ACTIVITY:
Among the lines below, a stretch begins at the one with "let offset = preferred - anchor;" and ends at the one with "let preferred = Vec2::new(200.0, 0.0);". Repeat that stretch exactly, ends included.

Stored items
-------------------------

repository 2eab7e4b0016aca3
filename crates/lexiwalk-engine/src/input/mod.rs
pub mod queue;
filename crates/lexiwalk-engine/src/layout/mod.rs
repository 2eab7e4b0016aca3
pub mod collision;
pub mod config;
pub mod engine;
pub mod node;
pub mod sector;
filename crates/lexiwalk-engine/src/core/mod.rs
pub mod fetch;
pub mod session;
pub mod timer;
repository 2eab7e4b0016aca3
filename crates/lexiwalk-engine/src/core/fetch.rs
use std::collections::HashMap;

use serde::{Deserialize, Serialize};

use crate::api::types::{Candidate, Category};

/// Tag attached to every outbound word-source request.
///
/// The host performs the fetch however it likes (JS `fetch`, a test mock, a
/// synchronous `WordSource`) and hands the result back together with `seq`.
/// The session only applies results whose tag still matches its latest
/// request, so a slow response for an abandoned word is silently dropped.
#[derive(Debug, Clone, PartialEq, Eq, Serialize, Deserialize)]
#[serde(rename_all = "camelCase")]
pub struct FetchRequest {
    /// Monotonically increasing request sequence number.
    pub seq: u64,
    /// The word the candidates and similarity were requested for.
    pub word: String,
}

/// Categorized candidate words for one word, as returned by the word source.
/// All fields are optional on the wire; absent lists default to empty.
#[derive(Debug, Clone, Default, Serialize, Deserialize)]
#[serde(rename_all = "camelCase")]
pub struct CandidateBatch {
    #[serde(default)]
    pub synonyms: Vec<String>,
    #[serde(default)]
    pub antonyms: Vec<String>,
    #[serde(default)]
    pub related: Vec<String>,
    /// Optional word -> definition lookup. Best-effort; missing entries fall
    /// back to the category's default definition text.
    #[serde(default)]
    pub definitions: HashMap<String, String>,
}

impl CandidateBatch {
    /// Parse a batch from a JSON response body.
    pub fn from_json(json: &str) -> Result<Self, serde_json::Error> {
        serde_json::from_str(json)
    }

    pub fn is_empty(&self) -> bool {
        self.synonyms.is_empty() && self.antonyms.is_empty() && self.related.is_empty()
    }

    /// Flatten into candidate entries, synonyms first, preserving list order.
    pub fn into_candidates(self) -> Vec<Candidate> {
        let definitions = self.definitions;
        let mut out = Vec::with_capacity(
            self.synonyms.len() + self.antonyms.len() + self.related.len(),
        );
        for (words, category) in [
            (self.synonyms, Category::Synonym),
            (self.antonyms, Category::Antonym),
            (self.related, Category::Related),
        ] {
            for word in words {
                let definition = definitions
                    .get(&word)
                    .cloned()
                    .unwrap_or_else(|| category.default_definition().to_string());
                out.push(Candidate::new(word, category).with_definition(definition));
            }
        }
        out
    }
}
use glam::Vec2;
use serde::Serialize;

use crate::api::types::{normalize, Category};

/// Visual role of a placed node.
#[derive(Debug, Clone, Copy, PartialEq, Eq, Serialize)]
#[serde(rename_all = "camelCase")]
pub enum NodeRole {
    /// On the current path.
    Path,
    /// In the current candidate set and not on the path.
    LiveCandidate,
    /// Was a candidate in a previous turn; kept at reduced emphasis.
    Historical,
}

/// Kind of a directed edge between two placed nodes.
#[derive(Debug, Clone, Copy, PartialEq, Eq, Serialize)]
#[serde(rename_all = "camelCase")]
pub enum EdgeKind {
    Path,
    Candidate,
    Historical,
}

/// A placed visual entity, one per distinct word surfaced in the session.
#[derive(Debug, Clone, PartialEq)]
pub struct LayoutNode {
    /// Stable identity derived from the word and its role.
    pub id: String,
    pub word: String,
    pub role: NodeRole,
    pub category: Option<Category>,
    pub position: Vec2,
    pub definition: Option<String>,
}

impl LayoutNode {
    /// Id for a path node: word plus path position, like `happy-0`.
    pub fn path_id(word: &str, index: usize) -> String {
        format!("{}-{}", normalize(word), index)
    }

    /// Id for a candidate or historical node.
    pub fn word_id(word: &str) -> String {
        normalize(word)
    }
}

/// A directed edge between two placed nodes.
#[derive(Debug, Clone, PartialEq)]
pub struct LayoutEdge {
    pub id: String,
    pub source: String,
    pub target: String,
    pub kind: EdgeKind,
    /// True for the most recent path edge, for emphasis.
    pub active: bool,
}

impl LayoutEdge {
    pub fn new(source: String, target: String, kind: EdgeKind) -> Self {
        Self {
            id: format!("{}->{}", source, target),
            source,
            target,
            kind,
            active: false,
        }
    }

    pub fn active(mut self) -> Self {
        self.active = true;
        self
    }
}

/// Full node/edge set for one recompute, handed to the presentation layer.
#[derive(Debug, Clone, Default)]
pub struct LayoutFrame {
    pub nodes: Vec<LayoutNode>,
    pub edges: Vec<LayoutEdge>,
}

impl LayoutFrame {
    pub fn node(&self, id: &str) -> Option<&LayoutNode> {
        self.nodes.iter().find(|n| n.id == id)
    }
}
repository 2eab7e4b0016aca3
//! Pairwise separation checks and the bounded outward collision search.

use glam::Vec2;
use std::f32::consts::FRAC_PI_2;

use crate::layout::config::LayoutConfig;

/// Whether `pos` keeps the minimum separation from every placed position.
pub fn is_clear(pos: Vec2, placed: &[Vec2], min_separation: f32) -> bool {
    let min_sq = min_separation * min_separation;
    placed.iter().all(|p| p.distance_squared(pos) >= min_sq)
}

/// Resolve a collision by searching outward from `anchor` along the node's
/// own bearing: the radius grows by a fixed step per attempt while the angle
/// swings alternately to either side by a growing offset. Best effort: after
/// the configured attempt budget the last tried position is accepted even if
/// it still overlaps.
pub fn resolve(preferred: Vec2, anchor: Vec2, placed: &[Vec2], config: &LayoutConfig) -> Vec2 {
    if is_clear(preferred, placed, config.min_separation) {
        return preferred;
    }

    let offset = preferred - anchor;
    let mut radius = offset.length();
    // A node sitting on its anchor has no bearing of its own; push it up.
    let bearing = if radius < f32::EPSILON {
        -FRAC_PI_2
    } else {
        offset.y.atan2(offset.x)
    };

    let mut last = preferred;
    for attempt in 1..=config.collision_attempts {
        radius += config.collision_radial_step;
        let swing = ((attempt + 1) / 2) as f32 * config.collision_angle_step;
        let side = if attempt % 2 == 1 { 1.0 } else { -1.0 };
        last = anchor + Vec2::from_angle(bearing + side * swing) * radius;
        if is_clear(last, placed, config.min_separation) {
            return last;
        }
    }
    last
}

#[cfg(test)]
mod tests {
    use super::*;

    fn config() -> LayoutConfig {
        LayoutConfig::default()
    }

    #[test]
    fn clear_position_is_returned_unchanged() {
        let preferred = Vec2::new(200.0, 0.0);
        let placed = vec![Vec2::ZERO];
        let resolved = resolve(preferred, Vec2::ZERO, &placed, &config());
        assert_eq!(resolved, preferred);
    }

    #[test]
    fn colliding_position_moves_outward() {
        let cfg = config();
        let anchor = Vec2::ZERO;
        let preferred = Vec2::new(100.0, 0.0);
        let placed = vec![anchor, Vec2::new(110.0, 0.0)];
        let resolved = resolve(preferred, anchor, &placed, &cfg);
        assert_ne!(resolved, preferred);
        assert!(is_clear(resolved, &placed, cfg.min_separation));
        // Search moves away from the anchor, not toward it.
        assert!(resolved.distance(anchor) > preferred.distance(anchor));
    }

    #[test]
    fn exhaustion_accepts_last_attempt() {
        // A wall of occupied positions the search cannot escape within its
        // attempt budget.
        let mut cfg = config();
        cfg.collision_attempts = 3;
        cfg.collision_radial_step = 1.0;
        cfg.collision_angle_step = 0.01;
        let anchor = Vec2::ZERO;
        let preferred = Vec2::new(100.0, 0.0);
        let placed: Vec<Vec2> = (0..400)
            .map(|i| Vec2::new(80.0 + (i % 20) as f32 * 5.0, -45.0 + (i / 20) as f32 * 5.0))
            .collect();
        let resolved = resolve(preferred, anchor, &placed, &cfg);
        // Still overlapping, but a position was produced.
        assert!(!is_clear(resolved, &placed, cfg.min_separation));
        assert!(resolved.distance(anchor) > 100.0);
    }

    #[test]
    fn anchored_node_gets_upward_bearing() {
        let cfg = config();
        let anchor = Vec2::new(50.0, 50.0);
        let placed = vec![anchor];
        let resolved = resolve(anchor, anchor, &placed, &cfg);
        assert!(is_clear(resolved, &placed, cfg.min_separation));
        // y-down coordinates: "up" means smaller y.
        assert!(resolved.y < anchor.y);
    }
}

-------------------------

YOUR RESPONSE:
    let offset = preferred - anchor;
    let mut radius = offset.length();
    // A node sitting on its anchor has no bearing of its own; push it up.
    let bearing = if radius < f32::EPSILON {
        -FRAC_PI_2
    } else {
        offset.y.atan2(offset.x)
    };

    let mut last = preferred;
    for attempt in 1..=config.collision_attempts {
        radius += config.collision_radial_step;
        let swing = ((attempt + 1) / 2) as f32 * config.collision_angle_step;
        let side = if attempt % 2 == 1 { 1.0 } else { -1.0 };
        last = anchor + Vec2::from_angle(bearing + side * swing) * radius;
        if is_clear(last, placed, config.min_separation) {
            return last;
        }
    }
    last
}

#[cfg(test)]
mod tests {
    use super::*;

    fn config() -> LayoutConfig {
        LayoutConfig::default()
    }

    #[test]
    fn clear_position_is_returned_unchanged() {
        let preferred = Vec2::new(200.0, 0.0);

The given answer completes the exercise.